I think because you are 'managing' 'getting by' he's assuming you are ok. You are not showing your distress in the way some people would expect, so you have to show it in another way.

You could tell your husband he needs to do all child related tasks, for example.

You could stay in bed, and take time to process what has happened.
You could take to the sofa with a blanket and hot water bottle and ignore everyone.

In an ideal world, he'd understand how you feel and behave accordingly. He doesn't so you need to find a way to tell him. Words may not do it, actions may work better.

MarleneDietrichsSmile · 06/10/2021 22:27

Sorry for your loss

I lost my mum 10 days ago, and am a bit all over the place. It is really hard

Be kind to yourself, especially if nobody else is, and take shortcuts where you can (frozen TV dinners, or just cheese toastjes. Kids can bathe themselves or DH can do it, or they can skip bath time every now and then. Random crap from MIL can wait.

Also tell your DH to step it up with the care towards house, puppy and kids for a bit

It’s hard Flowers

Zoflorananana · 06/10/2021 23:00

I'm so sorry for your loss OP, and yours Marlene Flowers

I can't begin to imagine how you must be feeling.

Rookie93 · 06/10/2021 23:03

Flowers so sorry for your loss. It's so important to take care of yourself as pp have said and allow yourself as much time to grieve for your Dad as you need to. CRUSE can be a great source of support if they are in your area.

Timeforabiscuit · 07/10/2021 08:09

This may not help, but I remember really clearly howling at my husband that I was an orphan and I couldn't do normal anymore and he should just take care of the kids. I then spent the next couple of hours sobbing in a ball in bed. Was round about the ten day mark, dh had no clue about how to support in grief, by I think he just went downstairs and googled, he got much better.

Your whole world shifts on its axis, and yes to some extent routine tasks and caring for others works to a certain extent, but the early weeks and months are just a roller coaster.

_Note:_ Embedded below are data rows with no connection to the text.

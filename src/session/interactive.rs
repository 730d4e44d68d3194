//! Human-refereed session
//!
//! The user thinks of a word and answers the solver's questions over stdin,
//! playing the server role. Loss is declared when the wrong-guess allowance
//! runs out, same as the local referee.

use super::{GameSession, GuessReply, LOSS_MARKER, RoundStart};
use crate::core::Guess;
use crate::session::local::DEFAULT_LIVES;
use std::io::{self, Write};

/// A session where a human answers for their own secret word
pub struct InteractiveSession {
    lives: u32,
    lives_left: u32,
    ended: bool,
    token_counter: u64,
}

impl InteractiveSession {
    #[must_use]
    pub const fn new() -> Self {
        Self::with_lives(DEFAULT_LIVES)
    }

    #[must_use]
    pub const fn with_lives(lives: u32) -> Self {
        Self {
            lives,
            lives_left: lives,
            ended: false,
            token_counter: 0,
        }
    }

    fn next_token(&mut self) -> String {
        self.token_counter += 1;
        format!("token-{}", self.token_counter)
    }
}

impl Default for InteractiveSession {
    fn default() -> Self {
        Self::new()
    }
}

impl GameSession for InteractiveSession {
    fn start_round(&mut self) -> io::Result<RoundStart> {
        self.lives_left = self.lives;
        self.ended = false;

        println!("\nThink of a word and keep it to yourself.");
        let target_length = loop {
            let answer = prompt("How many letters does it have?")?;
            match answer.parse::<usize>() {
                Ok(n) if n > 0 => break n,
                _ => println!("Please enter a positive number."),
            }
        };

        Ok(RoundStart {
            target_length,
            token: self.next_token(),
            game_ended: false,
            error: None,
        })
    }

    fn guess(&mut self, _token: &str, guess: &Guess) -> io::Result<GuessReply> {
        let question = match guess {
            Guess::Letter(l) => format!("Is the letter '{}' in your word?", *l as char),
            Guess::Word(w) => format!("Is your word \"{w}\"?"),
        };
        let was_correct = prompt_yes_no(&question)?;

        let mut error = None;
        if was_correct {
            let solved = match guess {
                // A confirmed full word ends the round outright
                Guess::Word(_) => true,
                Guess::Letter(_) => prompt_yes_no("Is the whole word revealed now?")?,
            };
            if solved {
                self.ended = true;
            }
        } else {
            self.lives_left = self.lives_left.saturating_sub(1);
            if self.lives_left == 0 {
                self.ended = true;
                error = Some(format!("Game over. {LOSS_MARKER}"));
            }
        }

        Ok(GuessReply {
            token: self.next_token(),
            was_correct,
            game_ended: self.ended,
            error,
        })
    }
}

/// Get user input with a prompt
fn prompt(question: &str) -> io::Result<String> {
    print!("{question} ");
    io::stdout().flush()?;

    let mut input = String::new();
    io::stdin().read_line(&mut input)?;

    Ok(input.trim().to_string())
}

fn prompt_yes_no(question: &str) -> io::Result<bool> {
    loop {
        let answer = prompt(&format!("{question} [y/n]"))?.to_lowercase();
        match answer.as_str() {
            "y" | "yes" => return Ok(true),
            "n" | "no" => return Ok(false),
            _ => println!("Please answer y or n."),
        }
    }
}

stonebrambleboy · 08/10/2021 21:36

How are you today OP?

QueenBee52 · 08/10/2021 21:53

Im so sorry to read this...

you need to speak up ... make your voice be heard ...

let yourself grieve 🌸

meadowbleu · 08/10/2021 21:57

Good luck for tomorrow @Jinnybean thoughts are with you and a hand hold.

It's tough when you lose your parents whatever age you are, but losing both when you're so young and off the back of the pandemic, is extra tough.

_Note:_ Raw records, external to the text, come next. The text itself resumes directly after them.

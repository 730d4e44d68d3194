//! Hangman word representation
//!
//! A Word stores a lowercase dictionary word along with the set of letters it
//! contains, so pool filtering can test letter membership without rescanning.

use super::LetterSet;
use std::fmt;

/// A dictionary word: lowercase ASCII letters, any length >= 1
#[derive(Debug, Clone, PartialEq, Eq)]
pub struct Word {
    text: String,
    letters: LetterSet,
}

/// Error type for invalid words
#[derive(Debug, Clone, PartialEq, Eq)]
pub enum WordError {
    Empty,
    NonAscii,
    InvalidCharacters,
}

impl fmt::Display for WordError {
    fn fmt(&self, f: &mut fmt::Formatter<'_>) -> fmt::Result {
        match self {
            Self::Empty => write!(f, "Word must contain at least one letter"),
            Self::NonAscii => write!(f, "Word must contain only ASCII letters"),
            Self::InvalidCharacters => write!(f, "Word contains invalid characters"),
        }
    }
}

impl std::error::Error for WordError {}

impl Word {
    /// Create a new Word from a string
    ///
    /// Uppercase input is normalized to lowercase.
    ///
    /// # Errors
    /// Returns `WordError` if:
    /// - The string is empty
    /// - It contains non-ASCII characters
    /// - It contains non-alphabetic characters
    ///
    /// # Examples
    /// ```
    /// use hangman_solver::core::Word;
    ///
    /// let word = Word::new("crane").unwrap();
    /// assert_eq!(word.text(), "crane");
    ///
    /// assert!(Word::new("").is_err());
    /// assert!(Word::new("sh0rt").is_err());
    /// ```
    pub fn new(text: impl Into<String>) -> Result<Self, WordError> {
        let text: String = text.into().to_lowercase();

        if text.is_empty() {
            return Err(WordError::Empty);
        }

        if !text.is_ascii() {
            return Err(WordError::NonAscii);
        }

        if !text.chars().all(|c| c.is_ascii_lowercase()) {
            return Err(WordError::InvalidCharacters);
        }

        let letters = text.bytes().collect();

        Ok(Self { text, letters })
    }

    /// Get the word as a string slice
    #[inline]
    #[must_use]
    pub fn text(&self) -> &str {
        &self.text
    }

    /// Get the word as raw bytes
    #[inline]
    #[must_use]
    pub fn bytes(&self) -> &[u8] {
        self.text.as_bytes()
    }

    /// Number of character slots in the word
    #[inline]
    #[must_use]
    pub fn len(&self) -> usize {
        self.text.len()
    }

    /// Always false: empty words cannot be constructed
    #[inline]
    #[must_use]
    pub fn is_empty(&self) -> bool {
        self.text.is_empty()
    }

    /// Check if the word contains a specific letter
    #[inline]
    #[must_use]
    pub fn has_letter(&self, letter: u8) -> bool {
        self.letters.contains(letter)
    }

    /// The set of distinct letters in the word
    #[inline]
    #[must_use]
    pub fn letters(&self) -> LetterSet {
        self.letters
    }
}

impl fmt::Display for Word {
    fn fmt(&self, f: &mut fmt::Formatter<'_>) -> fmt::Result {
        write!(f, "{}", self.text)
    }
}
//! Word solving command
//!
//! Plays one round against an in-process referee holding the given secret
//! and returns the guess trail.

use crate::core::Word;
use crate::dictionary::DictionaryIndex;
use crate::player::{RoundSummary, play_round};
use crate::session::LocalSession;
use crate::solver::StrategyKind;

/// Configuration for solving a word
pub struct SolveConfig {
    pub target: String,
    pub lives: u32,
}

impl SolveConfig {
    #[must_use]
    pub const fn new(target: String, lives: u32) -> Self {
        Self { target, lives }
    }
}

/// Result of solving a word
pub struct SolveResult {
    pub target: String,
    pub summary: RoundSummary,
    pub lives: u32,
}

/// Solve a specific word using the given strategy
///
/// # Errors
///
/// Returns an error if:
/// - The target word is invalid (empty or not ASCII letters)
/// - The candidate pool collapses mid-round (target not in the dictionary)
pub fn solve_word(
    config: &SolveConfig,
    index: &DictionaryIndex,
    strategy: StrategyKind,
) -> Result<SolveResult, String> {
    let target = Word::new(&config.target).map_err(|e| format!("Invalid target word: {e}"))?;

    let mut session = LocalSession::with_lives(target, config.lives);
    let summary = play_round(&mut session, index, strategy)?;

    Ok(SolveResult {
        target: config.target.clone(),
        summary,
        lives: config.lives,
    })
}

I've been there and you do get through it in the end. Take all the help you can get, what's flagged by MNHQ, the local church, whatever's available, they won't mind if you're not religious, just people in the community who will listen will help.

DH needs to pick up the routine stuff and the puppy chores at the very least and you need quiet time and to cuddle your little ones.

HikingforScenery · 08/10/2021 21:59
Flowers
Welshmaenad · 08/10/2021 22:19

I am so sorry for the loss of your dad, sweetheart. I lost both my parents young, too. It's so hard when you have small children and have too keep up with the daily grind but just want to curl up in bed and have someone smooth your hair. I'm sorry your husband isn't doing that for you. Mine didn't. I left him.

Subeccoo · 08/10/2021 22:19

Just wanted to send hugs. I'm a decade older than you and lost my mum nearly 2 years ago and that's still nowhere near enough time to grieve (and my kids are older).
Be kind to yourself and really clearly explain to your dh what you need. It's shit if he doesn't automatically get it but that's not important right now, you are.